• Task to complete: Extract each line of the records below that contains the word "shared".

Stored data:
Segment Open

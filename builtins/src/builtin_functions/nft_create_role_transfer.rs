use std::sync::Arc;

use log::debug;
use num_bigint::BigUint;

use super::common::{build_data_field, check_call_value};
use super::roles::DctRoles;
use super::{BuiltInFunctionName, BuiltinFunction};
use crate::account::{AccountDataHandler, UserAccountHandler};
use crate::check;
use crate::config::{is_dct_sc_address, roles, ADDRESS_LEN, METACHAIN_SHARD_ID};
use crate::dct::keys::{bytes_to_u64, dct_nonce_key, nonce_to_bytes};
use crate::error::{BuiltInError, BuiltInResult};
use crate::gas::GasCost;
use crate::interfaces::ShardCoordinator;
use crate::vm::{ContractCallInput, OutputTransfer, VmOutput};

/// `DCTNFTCreateRoleTransfer` moves the create role together with the latest
/// nonce from the current creator to a new one.
///
/// The DCT system smart contract calls `tokenID@newCreator` on the current
/// creator, which forwards `tokenID@nonce` to the new creator's shard.
pub struct DctNftCreateRoleTransfer {
    roles: Arc<DctRoles>,
    shard_coordinator: Arc<dyn ShardCoordinator>,
}

impl DctNftCreateRoleTransfer {
    pub fn new(
        roles: Option<Arc<DctRoles>>,
        shard_coordinator: Option<Arc<dyn ShardCoordinator>>,
    ) -> BuiltInResult<Self> {
        Ok(Self {
            roles: check::required(roles, BuiltInError::NilRolesHandler)?,
            shard_coordinator: check::required(shard_coordinator, BuiltInError::NilShardCoordinator)?,
        })
    }

    fn at_current_owner(
        &self,
        acnt_dst: &mut dyn UserAccountHandler,
        vm_input: &ContractCallInput,
    ) -> BuiltInResult<VmOutput> {
        let token_id = &vm_input.arguments[0];
        let next_owner = &vm_input.arguments[1];
        if next_owner.len() != ADDRESS_LEN {
            return Err(BuiltInError::InvalidAddressLength);
        }
        if self.shard_coordinator.compute_id(next_owner) == METACHAIN_SHARD_ID {
            return Err(BuiltInError::InvalidRcvAddr);
        }

        let nonce_key = dct_nonce_key(token_id);
        let nonce = match acnt_dst.retrieve_value(&nonce_key)? {
            Some(bytes) => bytes_to_u64(&bytes)?,
            None => 0,
        };
        let mut held = self.roles.roles_for_account(&*acnt_dst, token_id)?;
        held.remove(roles::NFT_CREATE);
        self.roles.save_roles(acnt_dst, token_id, &held)?;
        acnt_dst.save_key_value(&nonce_key, &[])?;

        let mut vm_output = VmOutput::ok(vm_input.gas_provided);
        vm_output.add_output_transfer(
            next_owner,
            OutputTransfer {
                value: BigUint::default(),
                gas_limit: 0,
                data: build_data_field(
                    BuiltInFunctionName::DctNftCreateRoleTransfer.as_str(),
                    &[token_id.clone(), nonce_to_bytes(nonce)],
                ),
                call_type: vm_input.call_type,
                sender_address: vm_input.recipient_addr.clone(),
            },
        );
        debug!(
            "create role of {} moves from {} to {} at nonce {}",
            String::from_utf8_lossy(token_id),
            hex::encode(&vm_input.recipient_addr),
            hex::encode(next_owner),
            nonce
        );
        Ok(vm_output)
    }

    fn at_next_owner(
        &self,
        acnt_dst: &mut dyn UserAccountHandler,
        vm_input: &ContractCallInput,
    ) -> BuiltInResult<VmOutput> {
        let token_id = &vm_input.arguments[0];
        let nonce = bytes_to_u64(&vm_input.arguments[1])?;

        let mut held = self.roles.roles_for_account(&*acnt_dst, token_id)?;
        held.insert(roles::NFT_CREATE);
        self.roles.save_roles(acnt_dst, token_id, &held)?;
        acnt_dst.save_key_value(&dct_nonce_key(token_id), &nonce_to_bytes(nonce))?;

        Ok(VmOutput::ok(vm_input.gas_provided))
    }
}

impl BuiltinFunction for DctNftCreateRoleTransfer {
    fn process_builtin_function(
        &self,
        acnt_snd: Option<&mut dyn UserAccountHandler>,
        acnt_dst: Option<&mut dyn UserAccountHandler>,
        vm_input: &ContractCallInput,
    ) -> BuiltInResult<VmOutput> {
        check_call_value(vm_input)?;
        if vm_input.arguments.len() != 2 {
            return Err(BuiltInError::InvalidArguments);
        }
        let acnt_dst = acnt_dst.ok_or(BuiltInError::NilUserAccount)?;

        if is_dct_sc_address(&vm_input.caller_addr) {
            return self.at_current_owner(acnt_dst, vm_input);
        }
        // the next owner only accepts the role forwarded from another account
        if acnt_snd.is_some() {
            return Err(BuiltInError::OperationNotPermitted);
        }
        self.at_next_owner(acnt_dst, vm_input)
    }

    fn set_new_gas_config(&self, _gas_cost: &GasCost) {}
}
//! Lazily-allocated block storage behind an indirection map.
//!
//! Elements live in fixed-size heap blocks addressed through [`BlockMap`],
//! an array of optional block slots.  A slot stays empty until the first
//! write lands in it, so regions of the virtual flat address space the
//! cursors never touch cost no allocations.
//!
//! Cells are `MaybeUninit<T>` and carry no liveness information of their
//! own: the cursor layer decides which virtual indices hold live elements
//! and must move values out (or drop them in place) before their block goes
//! away.  Dropping a [`BlockMap`] frees block memory without running any
//! element destructors.

use core::mem::MaybeUninit;

/// Number of element cells per block.
pub(crate) const BLOCK_LEN: usize = 64;

/// Number of block slots in a freshly constructed map.
pub(crate) const INITIAL_MAP_LEN: usize = 4;

/// Splits a virtual flat index into `(slot, offset)`.
///
/// `BLOCK_LEN` is a power of two, so this compiles to a shift and a mask.
#[inline(always)]
pub(crate) fn split(virtual_index: usize) -> (usize, usize) {
    (virtual_index / BLOCK_LEN, virtual_index % BLOCK_LEN)
}

/// A fixed-capacity storage unit for up to [`BLOCK_LEN`] elements.
pub(crate) struct Block<T> {
    cells: [MaybeUninit<T>; BLOCK_LEN],
}

impl<T> Block<T> {
    fn boxed() -> Box<Self> {
        // An array of `MaybeUninit` is valid in any state.
        Box::new(Block {
            cells: unsafe { MaybeUninit::uninit().assume_init() },
        })
    }
}

/// The indirection array of block slots.
///
/// The map exclusively owns every allocated block.  Replacing a map drops
/// all of its blocks unconditionally; blocks are never shared or handed
/// over to another map.
pub(crate) struct BlockMap<T> {
    slots: Vec<Option<Box<Block<T>>>>,
}

impl<T> BlockMap<T> {
    /// Creates a map of `slot_count` empty slots.
    pub(crate) fn with_slot_count(slot_count: usize) -> Self {
        let mut slots = Vec::with_capacity(slot_count);
        slots.resize_with(slot_count, || None);
        Self { slots }
    }

    /// Number of block slots in the map.
    #[inline(always)]
    pub(crate) fn slot_count(&self) -> usize {
        self.slots.len()
    }

    /// Size of the virtual flat address space covered by this map.
    #[inline(always)]
    pub(crate) fn flat_len(&self) -> usize {
        self.slots.len() * BLOCK_LEN
    }

    /// Returns `true` if `slot` holds an allocated block.
    #[cfg(test)]
    pub(crate) fn is_allocated(&self, slot: usize) -> bool {
        self.slots[slot].is_some()
    }

    /// Writes `value` into the cell at `virtual_index`, allocating the
    /// slot's block first if it is empty.
    ///
    /// The cell must be vacant; writing over a live element leaks it.
    ///
    /// # Panics
    /// Panics if `virtual_index` is outside `[0, flat_len())`.
    pub(crate) fn write(&mut self, virtual_index: usize, value: T) {
        let (slot, offset) = split(virtual_index);
        let block = self.slots[slot].get_or_insert_with(Block::boxed);
        block.cells[offset].write(value);
    }

    /// Moves the element out of the cell at `virtual_index`.
    ///
    /// # Safety
    /// The cell must hold a live element, and the caller must treat it as
    /// vacant afterwards.
    #[inline(always)]
    pub(crate) unsafe fn read(&self, virtual_index: usize) -> T {
        let (slot, offset) = split(virtual_index);
        debug_assert!(self.slots[slot].is_some());
        unsafe {
            let block = self.slots.get_unchecked(slot).as_deref().unwrap_unchecked();
            block.cells.get_unchecked(offset).assume_init_read()
        }
    }

    /// Returns a shared reference to the element at `virtual_index`.
    ///
    /// # Safety
    /// The cell must hold a live element.
    #[inline(always)]
    pub(crate) unsafe fn cell(&self, virtual_index: usize) -> &T {
        let (slot, offset) = split(virtual_index);
        debug_assert!(self.slots[slot].is_some());
        unsafe {
            let block = self.slots.get_unchecked(slot).as_deref().unwrap_unchecked();
            block.cells.get_unchecked(offset).assume_init_ref()
        }
    }

    /// Returns an exclusive reference to the element at `virtual_index`.
    ///
    /// # Safety
    /// The cell must hold a live element.
    #[inline(always)]
    pub(crate) unsafe fn cell_mut(&mut self, virtual_index: usize) -> &mut T {
        let (slot, offset) = split(virtual_index);
        debug_assert!(self.slots[slot].is_some());
        unsafe {
            let block = self
                .slots
                .get_unchecked_mut(slot)
                .as_deref_mut()
                .unwrap_unchecked();
            block.cells.get_unchecked_mut(offset).assume_init_mut()
        }
    }

    /// Drops the element at `virtual_index` in place.
    ///
    /// # Safety
    /// The cell must hold a live element; it is vacant afterwards.
    #[inline(always)]
    pub(crate) unsafe fn drop_cell(&mut self, virtual_index: usize) {
        let (slot, offset) = split(virtual_index);
        debug_assert!(self.slots[slot].is_some());
        unsafe {
            let block = self
                .slots
                .get_unchecked_mut(slot)
                .as_deref_mut()
                .unwrap_unchecked();
            block.cells.get_unchecked_mut(offset).assume_init_drop();
        }
    }
}

#[cfg(test)]
mod tests {
    use super::*;

    #[test]
    fn test_block_split_arithmetic() {
        assert_eq!(split(0), (0, 0));
        assert_eq!(split(63), (0, 63));
        assert_eq!(split(64), (1, 0));
        assert_eq!(split(130), (2, 2));
        assert_eq!(split(255), (3, 63));
    }

    #[test]
    fn test_block_map_starts_empty() {
        let map: BlockMap<i32> = BlockMap::with_slot_count(4);
        assert_eq!(map.slot_count(), 4);
        assert_eq!(map.flat_len(), 256);
        for slot in 0..4 {
            assert!(!map.is_allocated(slot));
        }
    }

    #[test]
    fn test_block_map_allocates_only_touched_slots() {
        let mut map: BlockMap<i32> = BlockMap::with_slot_count(4);
        map.write(70, 7);
        assert!(!map.is_allocated(0));
        assert!(map.is_allocated(1));
        assert!(!map.is_allocated(2));
        assert!(!map.is_allocated(3));
        assert_eq!(unsafe { map.read(70) }, 7);
    }

    #[test]
    fn test_block_map_write_read_across_blocks() {
        let mut map: BlockMap<usize> = BlockMap::with_slot_count(4);
        for vi in 60..70 {
            map.write(vi, vi * 10);
        }
        assert!(map.is_allocated(0));
        assert!(map.is_allocated(1));
        for vi in 60..70 {
            assert_eq!(unsafe { *map.cell(vi) }, vi * 10);
        }
    }

    #[test]
    fn test_block_map_cell_mut() {
        let mut map: BlockMap<String> = BlockMap::with_slot_count(4);
        map.write(5, "a".to_string());
        unsafe { map.cell_mut(5) }.push('b');
        assert_eq!(unsafe { map.read(5) }, "ab");
    }
}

Segment Closed

• Written answer:
/// all of its blocks unconditionally; blocks are never shared or handed
    /// Returns a shared reference to the element at `virtual_index`.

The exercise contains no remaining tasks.